O que é o crowdfunding?
O crowdfunding, ou financiamento colaborativo, é uma forma de financiamento coletivo em que várias pessoas contribuem com pequenas quantias de dinheiro para apoiar projetos, empresas ou causas. Esta prática tem vindo a crescer significativamente nos últimos anos, principalmente devido à democratização da Internet e das plataformas digitais, que facilitam a ligação entre os promotores de projetos e potenciais financiadores.
Quando se fala na perspetiva das empresas que buscam financiamentos, denomina-se crowdfunding, mas na perspetiva dos investidores individuais a prática é crowdlending, pois são estes quem empresta o dinheiro, não quem pede emprestado.
Existem quatro modelos principais de crowdfunding:
Doação (Donation-based): Os financiadores não recebem qualquer retorno material ou financeiro. Apoiam o projeto por solidariedade, filantropia ou interesse pessoal.
Recompensa (Reward-based): Os apoiantes recebem uma recompensa não financeira (como produtos, serviços, experiências ou agradecimentos).
Capital (Equity-based): Os financiadores tornam-se acionistas ou sócios da empresa, partilhando os lucros e os riscos.
Empréstimo (Lending-based): Também conhecido como peer-to-peer lending, os investidores emprestam dinheiro a indivíduos ou empresas e recebem juros em troca.
As plataformas de Crowdlending têm vindo a ganhar popularidade enquanto alternativa de investimento.
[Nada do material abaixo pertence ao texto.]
//! `.xlsx` load/save for bulletin templates.
//!
//! A template is loaded into a [`bulletin_model::Workbook`] for editing; on save only sheet data,
//! merged ranges, shared strings and appended cell formats are regenerated. Row insertions are
//! replayed on the ranges of conditional formats, data validations, hyperlinks and defined names.
//! Every other part of the package (drawings, print settings, themes, ...) is written back
//! unchanged.

mod document;
pub mod openxml;
mod package;
mod read;
mod recalc;
mod row_shift;
mod shared_strings;
mod styles;
mod write;
mod zip_util;

pub use document::XlsxDocument;
pub use package::{
    XlsxError, XlsxPackage, XlsxPackageLimits, MAX_XLSX_PACKAGE_PART_BYTES,
    MAX_XLSX_PACKAGE_TOTAL_BYTES,
};
pub use shared_strings::SharedStrings;
pub use styles::StylesPart;
//! `bulletin-model` holds the in-memory grid a bulletin template is loaded into.
//!
//! It knows nothing about file formats: the `.xlsx` layer fills a [`Workbook`] and writes it
//! back, the report layer edits it.

mod address;
mod cell;
pub mod formula_rewrite;
mod merge;
mod style;
mod value;
mod workbook;
mod worksheet;

pub use address::{col_to_name, name_to_col, A1ParseError, A1Parts, CellRef, Range, RangeParseError};
pub use cell::{Cell, EXCEL_MAX_COLS, EXCEL_MAX_ROWS};
pub use formula_rewrite::{
    insert_rows_in_range, rewrite_formula_for_copy_delta, rewrite_formula_for_row_insert,
    rewrite_sqref_for_row_insert,
};
pub use merge::{MergeError, MergedRegions};
pub use style::{Style, StyleTable};
pub use value::CellValue;
pub use workbook::Workbook;
pub use worksheet::{RowInsertion, RowProperties, Worksheet};
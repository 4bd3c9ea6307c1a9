//! Cell and range duplication with formula translation and merge relocation.

use bulletin_model::{rewrite_formula_for_copy_delta, Cell, CellRef, Range, Worksheet};

use crate::error::GridError;

/// Copy (or move) the cell at `source` to `(dest_row, dest_col)`.
///
/// Value, style and formula are duplicated; relative references in the formula and an array
/// formula's range shift by the cell's own displacement. An empty source clears the destination. When `source` anchors a
/// merged range, an equally sized merge is registered at the destination; with `move_merged`
/// the source's merge is dropped. With `preserve_original` false the source cell is removed.
///
/// Returns the record written at the destination.
pub fn move_cell(
    sheet: &mut Worksheet,
    source: CellRef,
    dest_row: i64,
    dest_col: i64,
    preserve_original: bool,
    move_merged: bool,
) -> Result<Option<Cell>, GridError> {
    let dest = CellRef::new(0, 0)
        .offset(dest_row, dest_col)
        .ok_or(GridError::OutOfBounds {
            row: dest_row,
            col: dest_col,
        })?;
    let delta_row = dest_row - i64::from(source.row);
    let delta_col = dest_col - i64::from(source.col);

    let written = match sheet.cell(source).cloned() {
        Some(mut cell) => {
            if let Some(formula) = &cell.formula {
                let (translated, _) = rewrite_formula_for_copy_delta(formula, delta_row, delta_col);
                cell.formula = Some(translated);
            }
            if let Some(range) = cell.array_range {
                cell.array_range = range
                    .start
                    .offset(delta_row, delta_col)
                    .and_then(|anchor| range.anchored_at(anchor));
            }
            sheet.set_cell(dest, cell.clone());
            Some(cell)
        }
        None => {
            sheet.take_cell(dest);
            None
        }
    };

    if let Some(merge) = sheet.merges().anchored_at(source) {
        relocate_merge(sheet, merge, dest, move_merged)?;
    }

    if !preserve_original && dest != source {
        sheet.take_cell(source);
    }
    Ok(written)
}

fn relocate_merge(
    sheet: &mut Worksheet,
    merge: Range,
    dest: CellRef,
    move_merged: bool,
) -> Result<(), GridError> {
    let target = merge.anchored_at(dest).ok_or(GridError::OutOfBounds {
        row: i64::from(dest.row) + i64::from(merge.height()) - 1,
        col: i64::from(dest.col) + i64::from(merge.width()) - 1,
    })?;
    if target == merge {
        return Ok(());
    }
    if move_merged {
        sheet.merges_mut().remove_anchored_at(merge.start);
    }
    if let Err(err) = sheet.merges_mut().add(target) {
        if move_merged {
            // Put the source merge back; it cannot conflict with what was there before.
            let _ = sheet.merges_mut().add(merge);
        }
        return Err(err.into());
    }
    Ok(())
}

/// Duplicate the block `top_left..=bottom_right` at every anchor in `anchors`.
///
/// Each destination is a rectangle of the source's shape whose top-left cell is the anchor.
/// The source is left untouched so it can serve every anchor. Merges that straddle the block
/// boundary are rejected up front rather than split.
pub fn copy_range(
    sheet: &mut Worksheet,
    top_left: CellRef,
    bottom_right: CellRef,
    anchors: &[CellRef],
) -> Result<(), GridError> {
    let source = Range::new(top_left, bottom_right);
    if let Some(merge) = sheet
        .merges()
        .intersecting(source)
        .find(|merge| !source.contains_range(merge))
    {
        return Err(GridError::PartialMergeOverlap {
            range: source,
            merge,
        });
    }

    for &anchor in anchors {
        let destination = source.anchored_at(anchor).ok_or(GridError::OutOfBounds {
            row: i64::from(anchor.row) + i64::from(source.height()) - 1,
            col: i64::from(anchor.col) + i64::from(source.width()) - 1,
        })?;
        if destination == source {
            continue;
        }
        if destination.intersects(&source) {
            return Err(GridError::OverlappingCopy {
                range: source,
                destination,
            });
        }

        let mut dest_row = i64::from(anchor.row);
        for src_row in source.start.row..=source.end.row {
            let mut dest_col = i64::from(anchor.col);
            for src_col in source.start.col..=source.end.col {
                move_cell(
                    sheet,
                    CellRef::new(src_row, src_col),
                    dest_row,
                    dest_col,
                    true,
                    false,
                )?;
                dest_col += 1;
            }
            dest_row += 1;
        }
    }
    Ok(())
}

/// Give row `to` the height, visibility and row format of row `from`.
pub fn copy_row_properties(sheet: &mut Worksheet, from: u32, to: u32) {
    let props = sheet.row_properties(from).cloned().unwrap_or_default();
    sheet.set_row_properties(to, props);
}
Através delas, investidores individuais podem financiar projetos de terceiros – sejam empresas ou iniciativas sustentáveis – em troca de juros previamente definidos. Mas será que vale mesmo a pena investir?
A Raize a GoParity e a Maclear são três dos principais exemplos deste modelo em Portugal. A Raize foca-se no financiamento de pequenas e médias empresas (PMEs) nacionais, enquanto a GoParity canaliza capital para projetos de impacto social e ambiental positivo, ligados ao desenvolvimento sustentável.
Por outro lado, a Maclear destina-se mais a investimentos em empresas impactantes quer em termos de sustentabilidade quer em inovação.
Estas plataformas funcionam como intermediárias: angariam capital de pequenos investidores para financiar projetos de terceiros, prometendo retorno financeiro com base em taxas de juro previamente acordadas no momento da subscrição do empréstimo.
Raize: Ajudar as PMEs pode não compensar o risco
A Raize surgiu com um modelo de negócio apelativo: cobrava comissões apenas às empresas financiadas, preservando a rentabilidade dos investidores. No entanto, a empresa alterou a sua política e passou a cobrar comissões também aos investidores, entre 10% e 12% sobre os juros brutos recebidos.
O impacto desta mudança foi retroativo, afetando inclusive investimentos realizados antes da alteração, o que comprometeu a confiança dos investidores e levantou dúvidas quanto à fiabilidade da plataforma a longo prazo.
Apesar de alguns projetos oferecerem uma taxa de juro bruta de cerca de 6% ao ano, quando somamos os custos com comissões e impostos, a rentabilidade líquida efetiva desce para valores na ordem dos 3,7% anuais. Este retorno é modesto, sobretudo se considerarmos o nível de risco associado.
Mas afinal, porque é que o risco é tão elevado?
As empresas financiadas pela Raize são, em grande parte, PMEs. Estas entidades tendem a ter menor capacidade de absorção de choques económicos, menor acesso a crédito bancário e maior exposição a ciclos económicos adversos, quando comparadas com grandes corporações.
Ainda que a Raize aplique critérios de avaliação na seleção das empresas que entram na plataforma, não existe qualquer garantia de que estas não venham a enfrentar dificuldades financeiras ou até mesmo entrar em incumprimento.
O risco sistémico também deve ser considerado. Com uma possível recessão económica na Europa no horizonte, o cenário torna-se mais incerto. Dados da agência Moody’s indicam que, em contextos económicos estáveis, as taxas de incumprimento de dívida de alto risco na Europa variam entre 1,5% e 3%, mas em períodos de recessão podem ultrapassar os 12%.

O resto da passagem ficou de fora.